AMY GOODMAN: The other witness who testified live during Thursday’s primetime hearing was Capitol Police officer Caroline Edwards, who suffered a traumatic brain injury as she tried to hold the line outside the Capitol with fellow officers. She was with officer Brian Sicknick, who she said appeared to have been sprayed in the face, was extremely pale. Sicknick died the next day. Edwards testified the pro-Trump mob included Proud Boys leader Joseph Biggs, who’s now facing federal seditious conspiracy charges. At the hearing, a number of police officers and Sicknick’s fiancee sat behind Caroline Edwards as she testified.

CAROLINE EDWARDS: The tables started turning, once the — what is now that — the Arizona group — that’s what you said — the crowd with orange hats, they came up chanting “F-U-C-K antifa!” And they joined that group. And once they joined that group, Joseph Biggs’ rhetoric turned to the Capitol Police. He started asking us questions like, “You’ve — you didn’t miss a paycheck during the pandemic,” mentioning stuff about — our pay scale was mentioned, and, you know, started turning the tables on us.

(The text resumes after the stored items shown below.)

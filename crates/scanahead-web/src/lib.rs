//! # ScanAhead Web模块
//!
//! 对外HTTP接口：病例提交与审核、三维模型状态与下载、模型压缩包下载代理、语音转写代理

pub mod handlers;
pub mod proxy;
pub mod server;

pub use handlers::ApiError;
pub use proxy::ProxyState;
pub use server::{AppState, WebServer};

And I’ve worked, I can conservatively say, probably hundreds of civil disturbance events. I know when I’m being turned into a villain. And that’s when I turned to my sergeant, and I stated the understatement of the century. I said, “Sarge, I think we’re going to need a few more people down here.”

And so, after that, you know, I think they started conferring. They went a little silent. They started conferring among each other. I saw the person now identified as Ryan Samsel. He put his arm around Joseph Biggs, and they were talking. And then they started approaching the first barricade. They ripped the first barricade down, and they approached our bike racks.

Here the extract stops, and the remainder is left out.